WACO, Texas — A Texas jury has found a Nigerian-born Roman Catholic priest guilty of multiple felony counts of sexual assault for using his clerical authority to manipulate and sexually abuse vulnerable adult women under his pastoral care.
Anthony Odiong, 57, was convicted by a 19th State District Court jury in Waco, Texas, consisting of eight women and four men. The panel deliberated for just two hours following a harrowing four-day trial before returning a unanimous guilty verdict on one count of first-degree sexual assault and two counts of second-degree sexual assault.
Odiong, who maintained his innocence and pleaded not guilty, now faces a maximum penalty of life imprisonment on the first-degree conviction. The sentencing phase is scheduled to begin on Monday.
Spiritual Guidance Used as Weapon
The prosecution’s case centered on Texas laws that classify the sexual exploitation of a congregant’s emotional dependency by a spiritual adviser as a felony. Prosecutors argued that Odiong systematically targeted women navigating periods of intense emotional crisis, overriding their consent through psychological and spiritual coercion.

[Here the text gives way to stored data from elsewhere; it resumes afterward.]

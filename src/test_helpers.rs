// SPDX-FileCopyrightText: 2025 Alexandre Gomes Gaigalas <alganet@gmail.com>
//
// SPDX-License-Identifier: ISC

//! Shared test utilities to reduce duplication across test modules.

use std::io::Write;
use std::path::PathBuf;

use hyper::header::{HeaderName, HeaderValue};
use hyper::HeaderMap;

use crate::exporter::HarExporter;

/// Build a HeaderMap from name/value pairs. Repeated names are appended.
pub fn make_headers_from_pairs(pairs: &[(&str, &str)]) -> HeaderMap {
    let mut hm = HeaderMap::new();
    for (k, v) in pairs {
        hm.append(
            HeaderName::from_bytes(k.as_bytes()).expect("valid header name"),
            HeaderValue::from_str(v).expect("valid header value"),
        );
    }
    hm
}

/// Exporter with a fixed creator whose path is never written by unit tests.
pub fn make_test_exporter() -> HarExporter {
    HarExporter::new("test", "1.0.0", make_temp_trace_path("unit"))
}

/// Unique file path under the system temp dir.
pub fn make_temp_trace_path(name: &str) -> PathBuf {
    std::env::temp_dir().join(format!("har_tracer_{}_{}.har", name, uuid::Uuid::new_v4()))
}

pub fn gzip(data: &[u8]) -> Vec<u8> {
    let mut enc = flate2::write::GzEncoder::new(Vec::new(), flate2::Compression::default());
    enc.write_all(data).expect("gzip write");
    enc.finish().expect("gzip finish")
}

During the trial, a victim identified as “Mary Doe” delivered emotional testimony, recounting how she met Odiong in 2008 while reeling from a traumatic divorce and raising seven children under the age of 12. She testified that Odiong, then serving at St. Peter’s Catholic Student Center in Waco, noticed her weeping during Mass, invited her into his office, and subsequently initiated a sexual relationship under the guise of “spiritual direction.”
The relationship continued for years until 2011, when her then-14-year-old son walked in on them having intercourse at her residence. The son fled to the home of a nearby university administrator to report the incident.

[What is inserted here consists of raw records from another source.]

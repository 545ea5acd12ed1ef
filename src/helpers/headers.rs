// SPDX-FileCopyrightText: 2025 Alexandre Gomes Gaigalas <alganet@gmail.com>
//
// SPDX-License-Identifier: ISC

use std::borrow::Cow;

use hyper::header::HeaderValue;
use hyper::{HeaderMap, Version};

use crate::har::Header;

/// Header value as text. Bytes outside UTF-8 (obs-text in another charset)
/// become U+FFFD instead of dropping the value.
pub fn header_value_str(value: &HeaderValue) -> Cow<'_, str> {
    String::from_utf8_lossy(value.as_bytes())
}

/// Retrieve the first value of a header as text, if present.
pub fn get_header_str<'a>(headers: &'a HeaderMap, name: &str) -> Option<Cow<'a, str>> {
    headers.get(name).map(header_value_str)
}

/// Iterate every value of a possibly repeated header as text.
pub fn get_all_header_str<'a>(
    headers: &'a HeaderMap,
    name: &str,
) -> impl Iterator<Item = Cow<'a, str>> + 'a {
    headers.get_all(name).into_iter().map(header_value_str)
}

/// Convert a header map into HAR name/value pairs plus an approximate wire size.
///
/// Repeated headers produce one pair per value, in map order. The size starts
/// at 2 for the blank line ending the head and adds `name: value\r\n` (name,
/// value and 4 framing bytes) for every value, counting the value as sent on
/// the wire. A header carrying several values is also charged its name length
/// once more per value. It is an estimate, not a byte exact reproduction of
/// what was written.
pub fn to_har_headers(headers: &HeaderMap) -> (Vec<Header>, i64) {
    let mut size: i64 = 2;
    let mut converted = Vec::with_capacity(headers.len());
    for name in headers.keys() {
        let mut count = 0;
        for value in headers.get_all(name) {
            size += (name.as_str().len() + 4 + value.len()) as i64;
            converted.push(Header {
                name: name.as_str().to_string(),
                value: header_value_str(value).into_owned(),
                comment: None,
            });
            count += 1;
        }
        if count > 1 {
            size += (name.as_str().len() * count) as i64;
        }
    }
    (converted, size)
}

/// Convert hyper::Version into the textual HTTP-version token used in start/status lines.
pub fn format_http_version(v: Version) -> String {
    match v {
        Version::HTTP_09 => "HTTP/0.9".to_string(),
        Version::HTTP_10 => "HTTP/1.0".to_string(),
        Version::HTTP_11 => "HTTP/1.1".to_string(),
        Version::HTTP_2 => "HTTP/2.0".to_string(),
        Version::HTTP_3 => "HTTP/3.0".to_string(),
        _ => "HTTP/1.1".to_string(),
    }
}

/// Represents a parsed Media Type (e.g. "text/html; charset=utf-8").
#[derive(Debug, PartialEq, Eq)]
pub struct ParsedMediaType<'a> {
    pub type_: &'a str,
    pub subtype: &'a str,
    pub params: Option<&'a str>,
}

impl ParsedMediaType<'_> {
    /// True when `type/subtype` matches `essence`, ignoring case and parameters.
    pub fn is(&self, essence: &str) -> bool {
        let Some((t, s)) = essence.split_once('/') else {
            return false;
        };
        self.type_.eq_ignore_ascii_case(t) && self.subtype.eq_ignore_ascii_case(s)
    }
}

/// Parse a Media Type string into type, subtype, and optional params.
///
/// This does NOT fully validate the tokens (e.g. wildcards or invalid chars),
/// but it separates the structure.
/// Returns an error message if the structure is invalid (missing slash, empty parts).
pub fn parse_media_type(val: &str) -> Result<ParsedMediaType<'_>, String> {
    let trimmed = val.trim();
    if trimmed.is_empty() {
        return Err("Empty media-type".into());
    }

    let (media, params) = match trimmed.split_once(';') {
        Some((m, p)) => (m.trim(), Some(p.trim()).filter(|p| !p.is_empty())),
        None => (trimmed, None),
    };

    let Some((type_, subtype)) = media.split_once('/') else {
        return Err(format!(
            "Invalid media-type '{}': missing '/' between type and subtype",
            val
        ));
    };
    let (type_, subtype) = (type_.trim(), subtype.trim());

    if type_.is_empty() || subtype.is_empty() {
        return Err(format!(
            "Invalid media-type '{}': empty type or subtype",
            val
        ));
    }

    Ok(ParsedMediaType {
        type_,
        subtype,
        params,
    })
}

A second victim, “Jane Doe,” testified that Odiong similarly coerced her into sexual acts by framing the misconduct as part of her spiritual guidance. A third witness, Lisa Smith, testified that Odiong approached her while she was grieving at her father’s gravesite, later using her mourning to initiate unwanted sexual contact.
Pattern of Misconduct Uncovered
The criminal investigation caught momentum following an extensive investigative report published by The Guardian in February 2024, which detailed widespread allegations of sexual coercion, financial control, and grooming against the priest across multiple states. Armed with the report, Mary Doe approached the Waco Police Department, prompting an investigation that uncovered a broader network of victims.
Under Texas law, establishing a pattern involving five or more victims allowed prosecutors to bypass traditional statutes of limitations, enabling them to try Odiong for offenses dating back more than a decade.
To substantiate this pattern, prosecutors introduced damning DNA evidence revealing that Odiong had fathered a child in 2023 with a female parishioner, pseudonamed Presley Jones, while serving as the pastor of St. Anthony of Padua church in Luling, Louisiana. Jurors were shown a photograph of Odiong in full clerical vestments holding the infant girl at her baptism alongside her mother. While Louisiana law does not criminalize clergy sexual misconduct with consenting adults, the prosecution successfully utilized the child as “living proof” of his predatory modus operandi.
Fallout and Erasure
Ordained in the Diocese of Uyo, Nigeria, in 1993, Odiong later relocated to the United States and became a naturalized U.S. citizen. His ministry in the U.S. spanned the Diocese of Austin, Texas, and the Archdiocese of New Orleans, Louisiana, where he gained notoriety as a charismatic preacher who held healing ministries.
However, his career was long shadowed by administrative discipline. He was quietly suspended from active ministry in the Austin Diocese by 2019 following early misconduct allegations. He was subsequently removed from his Louisiana parish in late 2023 following inflammatory altar remarks and further internal reports of sexual misconduct.
In July 2024, federal marshals arrested Odiong in Florida, where he had been living as a fugitive while attempting to establish a new chapel network near Ave Maria University. He had been held in a Texas jail on a $5.5 million bond since his extradition, having rejected a 20-year plea deal offered by prosecutors in late 2024.
The defense argued throughout the trial that the encounters were entirely consensual, but the jury ultimately rejected the claim, affirming that the power imbalance inherent in pastoral care nullified true consent.
The fallout from the conviction was immediate. Within hours of the verdict on Friday night, officials at the Our Lady of Guadalupe healing chapel in Luling, Louisiana—a facility Odiong raised $600,000 to build in 2020—had completely obscured his name with black tape, effectively erasing his legacy from the parish he once led.